The numbers have no more than five digits to the right of the decimal point.
You’ll notice that the code above enforces the first condition but not the second. We’ll get to that.
Effects · So, what that code is doing is:
Adding 5.0e9 to the number so it’s in the range 0 … 10.0e9.
Multiplying by 106 to push the five-digit fractional part to the left of the decimal point, preserving its sixth digit (if any) so the rounding in the next step works.
Converting it from a float64
into a uint64
.
Turning that into a big-endian 14-byte hex string.
So any number that meets the constraints above is represented as 14 hex digits whose lexical order is consistent with the underlying numbers. “20”, “20.0” and “2.0e1” are all “11C3793911AD00”. Which means that this Pattern will do what reasonable people expect:
{"box": { "dimensions": { "height": [ 20 ] } } }
More formally ·
There are 1015 numbers that meet the constraints described above.

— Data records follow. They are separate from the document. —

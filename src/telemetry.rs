//! Tracing setup for the `g3` binary.

use tracing_subscriber::EnvFilter;
use tracing_subscriber::layer::SubscriberExt;
use tracing_subscriber::util::SubscriberInitExt;

/// Filter used when `RUST_LOG` is unset.
pub fn default_directive(verbose: bool) -> &'static str {
    if verbose { "g3=debug,tower_http=debug" } else { "g3=info" }
}

/// Install the global subscriber. `RUST_LOG` wins over the default
/// directive; `json` switches to one JSON object per line. Output goes to
/// stderr so command output on stdout stays machine-readable.
pub fn init_tracing(verbose: bool, json: bool) {
    let filter = EnvFilter::try_from_default_env().unwrap_or_else(|_| EnvFilter::new(default_directive(verbose)));

    let registry = tracing_subscriber::registry().with(filter);
    let result = if json {
        registry
            .with(
                tracing_subscriber::fmt::layer()
                    .json()
                    .with_current_span(true)
                    .with_writer(std::io::stderr),
            )
            .try_init()
    } else {
        registry
            .with(
                tracing_subscriber::fmt::layer()
                    .with_target(false)
                    .with_writer(std::io::stderr),
            )
            .try_init()
    };
    if let Err(e) = result {
        eprintln!("tracing already initialized: {}", e);
    }
}
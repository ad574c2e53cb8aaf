//! Engine server commands: `g3 serve` and `g3 init`.

use std::path::{Path, PathBuf};

use anyhow::{Context, Result};
use g3::config::EngineConfig;
use g3::engine::db::EngineDb;
use g3::engine::server::{ServerConfig, start_server};

pub async fn cmd_serve(port: u16, db_path: PathBuf, dev: bool, engine: EngineConfig) -> Result<()> {
    start_server(ServerConfig {
        port,
        db_path,
        dev_mode: dev,
        engine,
    })
    .await
}

pub fn cmd_init(db_path: &Path) -> Result<()> {
    if let Some(parent) = db_path.parent()
        && !parent.as_os_str().is_empty()
    {
        std::fs::create_dir_all(parent).context("Failed to create database directory")?;
    }
    EngineDb::new(db_path)?;
    println!("Engine database initialized at {}", db_path.display());
    Ok(())
}
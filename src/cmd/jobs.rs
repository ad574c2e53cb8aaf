//! Read-only job inspection: `g3 status` and `g3 jobs`.

use std::path::Path;

use anyhow::{Context, Result, bail};
use g3::engine::db::EngineDb;
use uuid::Uuid;

fn open_existing(db_path: &Path) -> Result<EngineDb> {
    if !db_path.exists() {
        bail!(
            "No engine database at {}. Run 'g3 init' or 'g3 serve' first.",
            db_path.display()
        );
    }
    EngineDb::new(db_path)
}

pub fn cmd_status(db_path: &Path, job_id: &str) -> Result<()> {
    let id = Uuid::parse_str(job_id).with_context(|| format!("Invalid job id: {}", job_id))?;
    let db = open_existing(db_path)?;
    let job = db.require_job(id)?;
    println!("{}", serde_json::to_string_pretty(&job.view())?);
    Ok(())
}

pub fn cmd_jobs(db_path: &Path, all: bool) -> Result<()> {
    let db = open_existing(db_path)?;
    let jobs = if all { db.list_jobs(None)? } else { db.list_active_jobs()? };

    if jobs.is_empty() {
        println!("No jobs.");
        return Ok(());
    }

    println!("{:<36}  {:<16}  {:>5}  CREATED", "ID", "STATUS", "ROUND");
    for job in jobs {
        println!(
            "{:<36}  {:<16}  {:>5}  {}",
            job.id,
            job.status.as_str(),
            format!("{}/{}", job.current_round, job.max_rounds),
            job.created_at.format("%Y-%m-%d %H:%M:%S")
        );
    }
    Ok(())
}
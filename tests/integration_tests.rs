//! Integration tests for the `g3` binary.

use assert_cmd::Command;
use assert_cmd::cargo::cargo_bin_cmd;
use g3::engine::db::EngineDb;
use g3::engine::models::{JobStatus, SubmitJob};
use predicates::prelude::*;
use tempfile::TempDir;

fn g3() -> Command {
    cargo_bin_cmd!("g3")
}

/// A project directory with an initialized engine database.
fn init_project() -> TempDir {
    let dir = TempDir::new().unwrap();
    g3().arg("--project-dir")
        .arg(dir.path())
        .arg("init")
        .assert()
        .success();
    dir
}

mod cli_basics {
    use super::*;

    #[test]
    fn test_help() {
        g3().arg("--help")
            .assert()
            .success()
            .stdout(predicate::str::contains("serve"))
            .stdout(predicate::str::contains("status"));
    }

    #[test]
    fn test_version() {
        g3().arg("--version")
            .assert()
            .success()
            .stdout(predicate::str::contains("g3"));
    }

    #[test]
    fn test_unknown_subcommand_fails() {
        g3().arg("frobnicate").assert().failure();
    }
}

mod init {
    use super::*;

    #[test]
    fn test_init_creates_database() {
        let dir = TempDir::new().unwrap();
        g3().arg("--project-dir")
            .arg(dir.path())
            .arg("init")
            .assert()
            .success()
            .stdout(predicate::str::contains("Engine database initialized at"));
        assert!(dir.path().join(".g3/engine.db").exists());
    }

    #[test]
    fn test_init_honors_db_path_flag() {
        let dir = TempDir::new().unwrap();
        let db = dir.path().join("custom/jobs.db");
        g3().arg("init").arg("--db-path").arg(&db).assert().success();
        assert!(db.exists());
    }

    #[test]
    fn test_init_honors_config_file() {
        let dir = TempDir::new().unwrap();
        std::fs::create_dir_all(dir.path().join(".g3")).unwrap();
        std::fs::write(
            dir.path().join(".g3/engine.toml"),
            "[engine]\ndb_path = \"state/g3.db\"\n",
        )
        .unwrap();
        g3().arg("--project-dir")
            .arg(dir.path())
            .arg("init")
            .env_remove("G3_DB_PATH")
            .assert()
            .success();
        assert!(dir.path().join("state/g3.db").exists());
    }

    #[test]
    fn test_init_rejects_malformed_config() {
        let dir = TempDir::new().unwrap();
        std::fs::create_dir_all(dir.path().join(".g3")).unwrap();
        std::fs::write(dir.path().join(".g3/engine.toml"), "[engine\n").unwrap();
        g3().arg("--project-dir")
            .arg(dir.path())
            .arg("init")
            .assert()
            .failure()
            .stderr(predicate::str::contains("engine.toml"));
    }
}

mod inspection {
    use super::*;

    #[test]
    fn test_status_unknown_job_fails() {
        let dir = init_project();
        g3().arg("--project-dir")
            .arg(dir.path())
            .arg("status")
            .arg(uuid::Uuid::new_v4().to_string())
            .assert()
            .failure()
            .stderr(predicate::str::contains("not found"));
    }

    #[test]
    fn test_status_invalid_id_fails() {
        let dir = init_project();
        g3().arg("--project-dir")
            .arg(dir.path())
            .arg("status")
            .arg("not-a-uuid")
            .assert()
            .failure()
            .stderr(predicate::str::contains("Invalid job id"));
    }

    #[test]
    fn test_status_without_database_fails() {
        let dir = TempDir::new().unwrap();
        g3().arg("--project-dir")
            .arg(dir.path())
            .arg("status")
            .arg(uuid::Uuid::new_v4().to_string())
            .assert()
            .failure()
            .stderr(predicate::str::contains("g3 init"));
    }

    #[test]
    fn test_status_prints_job_view() {
        let dir = init_project();
        let job = {
            let db = EngineDb::new(&dir.path().join(".g3/engine.db")).unwrap();
            db.create_job(&SubmitJob::new("Build a todo API"), 3).unwrap()
        };

        let output = g3()
            .arg("--project-dir")
            .arg(dir.path())
            .arg("status")
            .arg(job.id.to_string())
            .output()
            .unwrap();
        assert!(output.status.success());
        let view: serde_json::Value = serde_json::from_slice(&output.stdout).unwrap();
        assert_eq!(view["id"], job.id.to_string());
        assert_eq!(view["status"], "PENDING");
        assert_eq!(view["currentRound"], 0);
        assert_eq!(view["maxRounds"], 3);
        assert_eq!(view["contractLocked"], false);
    }

    #[test]
    fn test_jobs_lists_active_only_by_default() {
        let dir = init_project();
        let (pending, done) = {
            let db = EngineDb::new(&dir.path().join(".g3/engine.db")).unwrap();
            let pending = db.create_job(&SubmitJob::new("first"), 3).unwrap();
            let done = db.create_job(&SubmitJob::new("second"), 3).unwrap();
            db.request_cancel(done.id).unwrap();
            db.finish_job(done.id, JobStatus::Pending, JobStatus::Cancelled, None)
                .unwrap();
            (pending, done)
        };

        g3().arg("--project-dir")
            .arg(dir.path())
            .arg("jobs")
            .assert()
            .success()
            .stdout(predicate::str::contains(pending.id.to_string()))
            .stdout(predicate::str::contains(done.id.to_string()).not());

        g3().arg("--project-dir")
            .arg(dir.path())
            .arg("jobs")
            .arg("--all")
            .assert()
            .success()
            .stdout(predicate::str::contains(done.id.to_string()))
            .stdout(predicate::str::contains("CANCELLED"));
    }

    #[test]
    fn test_jobs_empty() {
        let dir = init_project();
        g3().arg("--project-dir")
            .arg(dir.path())
            .arg("jobs")
            .assert()
            .success()
            .stdout(predicate::str::contains("No jobs."));
    }
}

This process maps them into hex strings. The
first three and their mappings are:
-5,000,000,000, -4,999,999,999.99999, -4,999,999,999.99998
00000000000000, 00000000000009, 00000000000014
And the last three:
4,999,999,999.99998, 4,999,999,999.99999, 5,000,000,000
2386F26FC0FFEC, 2386F26FC0FFF6, 2386F26FC10000
Less formally · This includes “most” numbers that are used in practice, including prices, occurrence counts, size measurements, and so on.
Examples of numbers that do not meet these criteria include AWS account numbers, some telephone numbers, and cryptographic keys/signatures. For those, Quamina just preserves the digits, whatever they may be, and in fact, this also usually ends up doing what people expect.

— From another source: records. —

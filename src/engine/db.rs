use std::path::Path;
use std::str::FromStr;
use std::sync::Arc;

use anyhow::{Context, Result};
use chrono::{DateTime, Utc};
use rusqlite::{Connection, OptionalExtension, params};
use uuid::Uuid;

use super::models::*;
use crate::errors::StoreError;

/// Async-safe handle to the engine database.
///
/// Wraps `EngineDb` behind `Arc<Mutex>` and runs all access on tokio's
/// blocking thread pool via `spawn_blocking`, so synchronous SQLite I/O
/// never ties up async worker threads.
#[derive(Clone)]
pub struct DbHandle {
    inner: Arc<std::sync::Mutex<EngineDb>>,
}

impl DbHandle {
    pub fn new(db: EngineDb) -> Self {
        Self {
            inner: Arc::new(std::sync::Mutex::new(db)),
        }
    }

    /// Run a closure with access to the database on a blocking thread.
    /// All data passed into `f` must be owned (`'static`).
    pub async fn call<F, R>(&self, f: F) -> Result<R>
    where
        F: FnOnce(&EngineDb) -> Result<R> + Send + 'static,
        R: Send + 'static,
    {
        let db = self.inner.clone();
        tokio::task::spawn_blocking(move || {
            let guard = db.lock().map_err(|e| anyhow::anyhow!("DB lock poisoned: {}", e))?;
            f(&guard)
        })
        .await
        .context("DB task panicked")?
    }

    /// Acquire the database mutex synchronously. Only for startup and tests.
    pub fn lock_sync(&self) -> Result<std::sync::MutexGuard<'_, EngineDb>> {
        self.inner
            .lock()
            .map_err(|e| anyhow::anyhow!("DB lock poisoned: {}", e))
    }
}

pub struct EngineDb {
    conn: Connection,
}
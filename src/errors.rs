//! Typed error hierarchy for the G3 engine.
//!
//! - `StageError`: failures reported by an external stage call
//! - `StoreError`: invariant violations rejected by the job/artifact store
//! - `JobError`: the reason the orchestrator stopped driving a job
//! - `InvalidRequest`: a submission rejected before any job exists
//!
//! A failing validation is not an error. It is recorded as a failing
//! `ValidationResult` and drives the repair loop.

use std::time::Duration;

use thiserror::Error;
use uuid::Uuid;

use crate::engine::models::JobStatus;

/// Errors returned by contract, generation, repair and sandbox calls.
#[derive(Debug, Clone, Error, PartialEq, Eq)]
pub enum StageError {
    #[error("transient stage failure: {0}")]
    Transient(String),

    #[error("stage call timed out after {0:?}")]
    Timeout(Duration),

    #[error("contract violation: {0}")]
    ContractViolation(String),

    #[error("stage failed: {0}")]
    Fatal(String),
}

impl StageError {
    /// Transient failures and timeouts are retried at the same round.
    pub fn is_retryable(&self) -> bool {
        matches!(self, StageError::Transient(_) | StageError::Timeout(_))
    }
}

/// Invariant violations detected by the store.
///
/// Database methods return `anyhow::Result`; these are wrapped into the
/// `anyhow::Error` so callers can `downcast_ref::<StoreError>()`.
#[derive(Debug, Error, PartialEq, Eq)]
pub enum StoreError {
    #[error("Job {0} not found")]
    JobNotFound(Uuid),

    #[error("Artifact {0} not found")]
    ArtifactNotFound(Uuid),

    #[error("Status conflict on job {job_id}: expected {expected}, found {actual}")]
    StatusConflict {
        job_id: Uuid,
        expected: JobStatus,
        actual: JobStatus,
    },

    /// A non-terminal write was refused because cancellation was recorded
    /// before it could commit.
    #[error("Cancellation requested for job {0}")]
    CancelRequested(Uuid),

    #[error("Invalid transition {from} -> {to}")]
    InvalidTransition { from: JobStatus, to: JobStatus },

    #[error("Contract for job {0} is locked")]
    ContractLocked(Uuid),

    #[error("Round for job {job_id} cannot move from {current} to {requested}")]
    RoundRegression {
        job_id: Uuid,
        current: u32,
        requested: u32,
    },

    #[error("Round {requested} exceeds max rounds {max_rounds} for job {job_id}")]
    RoundBudget {
        job_id: Uuid,
        requested: u32,
        max_rounds: u32,
    },

    #[error("Artifact {0} has already been superseded")]
    SupersededParent(Uuid),
}

/// A submission the orchestrator refuses to create a job for.
#[derive(Debug, Error, PartialEq, Eq)]
#[error("invalid request: {0}")]
pub struct InvalidRequest(pub String);

/// Why the orchestrator stopped driving a job.
#[derive(Debug, Error)]
pub enum JobError {
    #[error("contract violation: {0}")]
    ContractViolation(String),

    #[error("round budget of {rounds} exceeded; still failing: {summary}")]
    RoundBudgetExceeded { rounds: u32, summary: String },

    #[error("{stage} stage failed: {source}")]
    StageFailed {
        stage: &'static str,
        #[source]
        source: StageError,
    },

    #[error("job exceeded its wall-clock budget")]
    TimedOut,

    #[error("job cancelled")]
    Cancelled,

    #[error("status changed underneath the orchestrator: expected {expected}, found {actual}")]
    StatusConflict {
        expected: JobStatus,
        actual: JobStatus,
    },

    #[error(transparent)]
    Store(#[from] anyhow::Error),
}

impl JobError {
    /// Terminal status this error drives the job into, or `None` when the
    /// orchestrator must not write anything (another writer won the race).
    pub fn terminal_status(&self) -> Option<JobStatus> {
        match self {
            JobError::ContractViolation(_)
            | JobError::RoundBudgetExceeded { .. }
            | JobError::StageFailed { .. }
            | JobError::Store(_) => Some(JobStatus::Failed),
            JobError::TimedOut => Some(JobStatus::TimedOut),
            JobError::Cancelled => Some(JobStatus::Cancelled),
            JobError::StatusConflict { .. } => None,
        }
    }

    /// Map a stage failure onto the job-level error taxonomy.
    pub fn from_stage(stage: &'static str, err: StageError) -> Self {
        match err {
            StageError::ContractViolation(msg) => JobError::ContractViolation(msg),
            other => JobError::StageFailed {
                stage,
                source: other,
            },
        }
    }
}

#[cfg(test)]
mod tests {
    use super::*;

    #[test]
    fn stage_error_retryable_classification() {
        assert!(StageError::Transient("connection reset".into()).is_retryable());
        assert!(StageError::Timeout(Duration::from_secs(5)).is_retryable());
        assert!(!StageError::ContractViolation("missing unit".into()).is_retryable());
        assert!(!StageError::Fatal("bad request".into()).is_retryable());
    }

    #[test]
    fn stage_error_timeout_message_includes_duration() {
        let err = StageError::Timeout(Duration::from_secs(30));
        assert!(err.to_string().contains("30s"));
    }

    #[test]
    fn store_error_status_conflict_is_matchable_through_anyhow() {
        let id = Uuid::new_v4();
        let err: anyhow::Error = StoreError::StatusConflict {
            job_id: id,
            expected: JobStatus::Validating,
            actual: JobStatus::TimedOut,
        }
        .into();
        match err.downcast_ref::<StoreError>() {
            Some(StoreError::StatusConflict { actual, .. }) => {
                assert_eq!(*actual, JobStatus::TimedOut)
            }
            other => panic!("Expected StatusConflict, got {:?}", other),
        }
    }

    #[test]
    fn job_error_terminal_status_mapping() {
        assert_eq!(
            JobError::ContractViolation("x".into()).terminal_status(),
            Some(JobStatus::Failed)
        );
        assert_eq!(
            JobError::RoundBudgetExceeded {
                rounds: 2,
                summary: "src/A.java".into()
            }
            .terminal_status(),
            Some(JobStatus::Failed)
        );
        assert_eq!(JobError::TimedOut.terminal_status(), Some(JobStatus::TimedOut));
        assert_eq!(JobError::Cancelled.terminal_status(), Some(JobStatus::Cancelled));
        assert_eq!(
            JobError::StatusConflict {
                expected: JobStatus::Generating,
                actual: JobStatus::Cancelled
            }
            .terminal_status(),
            None
        );
        assert_eq!(
            JobError::Store(anyhow::anyhow!("no locked contract")).terminal_status(),
            Some(JobStatus::Failed)
        );
    }

    #[test]
    fn job_error_from_stage_keeps_contract_violation_distinct() {
        let err = JobError::from_stage("generation", StageError::ContractViolation("extra file".into()));
        assert!(matches!(err, JobError::ContractViolation(ref m) if m == "extra file"));

        let err = JobError::from_stage("sandbox", StageError::Timeout(Duration::from_secs(1)));
        match err {
            JobError::StageFailed { stage, source } => {
                assert_eq!(stage, "sandbox");
                assert!(source.is_retryable());
            }
            other => panic!("Expected StageFailed, got {:?}", other),
        }
    }

    #[test]
    fn round_budget_message_carries_summary() {
        let err = JobError::RoundBudgetExceeded {
            rounds: 3,
            summary: "src/main/java/UserService.java".into(),
        };
        let msg = err.to_string();
        assert!(msg.contains("3"));
        assert!(msg.contains("UserService.java"));
    }
}
use serde::{Deserialize, Serialize};
use uuid::Uuid;

#[derive(Clone, Debug, Deserialize, Serialize, PartialEq)]
pub struct SynthesisRequest {
    pub id: Uuid,
    pub text: String,
    pub voice: String,
}

impl SynthesisRequest {
    pub const DEFAULT_VOICE: &'static str = "demo-male";

    pub fn new(text: impl Into<String>) -> SynthesisRequest {
        SynthesisRequest {
            id: Uuid::new_v4(),
            text: text.into(),
            voice: Self::DEFAULT_VOICE.to_string(),
        }
    }
}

Could we do better? · I think so. To start with, hex digits are an inefficient way to represent bits; there are many other options.

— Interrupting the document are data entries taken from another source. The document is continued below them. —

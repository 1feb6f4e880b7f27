use std::sync::Arc;

use home::{Aliases, DeepLink};
use log::{debug, info};
use serde::Serialize;
use voice::{NluResult, SynthesisRequest};

use crate::speech::SpeechQueue;
use crate::switchboard::{SwitchUpdate, SwitchboardHandle};
use crate::Result;

pub const CONTROL_DEVICE_INTENT: &str = "command.control_device";
pub const ACKNOWLEDGEMENT: &str = "Got it!";

#[derive(Copy, Clone, Debug, PartialEq, Eq)]
pub enum Origin {
    DeepLink,
    Voice,
}

/// What a single trigger ended up doing.
#[derive(Copy, Clone, Debug, Default, Serialize, PartialEq, Eq)]
pub struct Outcome {
    pub acknowledged: bool,
    pub update: Option<SwitchUpdate>,
}

#[derive(Clone, Debug)]
pub struct Dispatcher {
    aliases: Arc<Aliases>,
    switchboard: SwitchboardHandle,
    speech: SpeechQueue,
    acknowledge_deep_links: bool,
}

impl Dispatcher {
    pub fn new(
        aliases: Arc<Aliases>,
        switchboard: SwitchboardHandle,
        speech: SpeechQueue,
        acknowledge_deep_links: bool,
    ) -> Dispatcher {
        Dispatcher {
            aliases,
            switchboard,
            speech,
            acknowledge_deep_links,
        }
    }

    pub fn switchboard(&self) -> &SwitchboardHandle {
        &self.switchboard
    }

    pub fn deep_link(&self, link: Option<&DeepLink>, origin: Origin) -> Result<Outcome> {
        let Some(link) = link else {
            return Ok(Outcome::default());
        };

        let acknowledged = match origin {
            Origin::Voice => true,
            Origin::DeepLink => self.acknowledge_deep_links,
        };

        if acknowledged {
            self.speech.synthesize(SynthesisRequest::new(ACKNOWLEDGEMENT));
        }

        let device = self.aliases.resolve_device(link.device());
        let on = self.aliases.resolve_command(link.command());
        debug!("{:?} resolved to {:?}, {:?}", link, device, on);

        self.switchboard.apply(device, on)?;

        Ok(Outcome {
            acknowledged,
            update: device.zip(on).map(|(device, on)| SwitchUpdate { device, on }),
        })
    }

    pub fn nlu_result(&self, result: &NluResult) -> Result<Outcome> {
        match link_for_intent(result) {
            Some(link) => self.deep_link(Some(&link), Origin::Voice),
            None => {
                info!("Unsupported intent: {}", result.intent);
                Ok(Outcome::default())
            }
        }
    }
}

/// Voice commands go through the same path as deep links, so the slots are
/// copied into a link as spoken.
pub fn link_for_intent(result: &NluResult) -> Option<DeepLink> {
    if result.intent != CONTROL_DEVICE_INTENT {
        return None;
    }

    Some(DeepLink::new(
        result.raw_slot("device").map(str::to_string),
        result.raw_slot("command").map(str::to_string),
    ))
}
use axum::extract::State;
use axum::Json;
use log::debug;
use voice::NluResult;

use crate::web_service::ServiceError;
use crate::{Dispatcher, Outcome};

pub async fn nlu(
    State(dispatcher): State<Dispatcher>,
    Json(result): Json<NluResult>,
) -> Result<Json<Outcome>, ServiceError> {
    debug!("[nlu]: {:?}", result);

    Ok(Json(dispatcher.nlu_result(&result)?))
}
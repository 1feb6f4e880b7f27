use axum::extract::State;
use axum::Json;

use crate::switchboard::States;
use crate::web_service::ServiceError;
use crate::Dispatcher;

pub async fn switches(State(dispatcher): State<Dispatcher>) -> Result<Json<States>, ServiceError> {
    Ok(Json(dispatcher.switchboard().snapshot().await?))
}

#[cfg(test)]
mod tests {
    use super::*;
    use crate::web_service::test_support;
    use home::DeviceId;
    use serde_json::json;

    #[tokio::test]
    async fn test_switches() {
        let (dispatcher, _speech) = test_support::dispatcher();

        dispatcher
            .switchboard()
            .apply(Some(DeviceId::OFFICE_FAN), Some(true))
            .unwrap();

        let Json(states) = switches(State(dispatcher)).await.unwrap();

        assert_eq!(
            serde_json::to_value(&states).unwrap(),
            json!({
                "fan/office": true,
                "light/kitchen": false,
                "light/office": false
            })
        );
    }
}
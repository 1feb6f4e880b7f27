use log::{info, warn};
use tokio::sync::mpsc;
use voice::SynthesisRequest;

/// Fire-and-forget front of the synthesizer. Requests are handed to the speech
/// task and never awaited.
#[derive(Clone, Debug)]
pub struct SpeechQueue {
    tx: mpsc::UnboundedSender<SynthesisRequest>,
}

pub struct SpeechTask {
    rx: mpsc::UnboundedReceiver<SynthesisRequest>,
}

pub fn channel() -> (SpeechQueue, SpeechTask) {
    let (tx, rx) = mpsc::unbounded_channel();
    (SpeechQueue { tx }, SpeechTask { rx })
}

impl SpeechQueue {
    pub fn synthesize(&self, request: SynthesisRequest) {
        let id = request.id;

        if self.tx.send(request).is_err() {
            warn!("speech task is gone, dropping synthesis request {id}");
        }
    }
}

impl SpeechTask {
    pub async fn run(mut self) {
        while let Some(request) = self.rx.recv().await {
            info!(
                "speaking [{}] as {}: {}",
                request.id, request.voice, request.text
            );
        }
    }

    #[cfg(test)]
    pub(crate) fn try_next(&mut self) -> Option<SynthesisRequest> {
        self.rx.try_recv().ok()
    }
}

The current hex approach hasn’t changed since a very early version of Ruler because it’s never been a pain point.
Speaking of Ruler, they recently landed a PR that lets them have 6 fractional digits as opposed to Quamina’s 5, simply by using decimal rather than binary arithmetic. It’s fast, too! This was made easier by the fact that Java has BigDecimal built in, while Go doesn’t. There are good open-source options out there, but I am extremely reluctant to accept dependencies in a package as low-level as Quamina. I don’t think matching more one more fractional digit justifies the cost of a dependency.
“Q numbers?” ·
In Ruler, the data type is ComparableNumber
. In Quamina I toyed with comparableNumber
and
canonicalNumber
but neither is quite right and both produced excessively long and ugly variable and function
names. So I decided to call them “Q numbers”, where Q is for Quamina. The code became noticeably more readable.
While the set of Rationals is called “Q”, the only other significant use of the phrase “Q number” is some weird old thing out of Texas Instruments.
Practicalities · The code to enforce the constraints and do the conversion isn’t that cheap. When I first naively dropped it in, I saw a nasty perforance regression. Code optimization helped, but I realized then that it’s really important not to convert an incoming field that happens to be a JSON number into a Q number unless you know, first, that it meets the constraints and second, that the finite automaton we’re trying to match has a Pattern with a numerical match that also met the Q number constraints.
The one moderately clever stroke here relies on the fact that Quamina has its own JSON parser, because Reasons. The parser obviously has to step its way through numbers, and it’s easy enough there to notice where the syntax characters like “.” and “e” are and cheaply figure out if the decimal is the right size.
Conclusion · Quamina now knows numbers. It’s a little slower to match a 14-digit Q than a string like “20”, but finite automata are fast and anyhow, being right matters.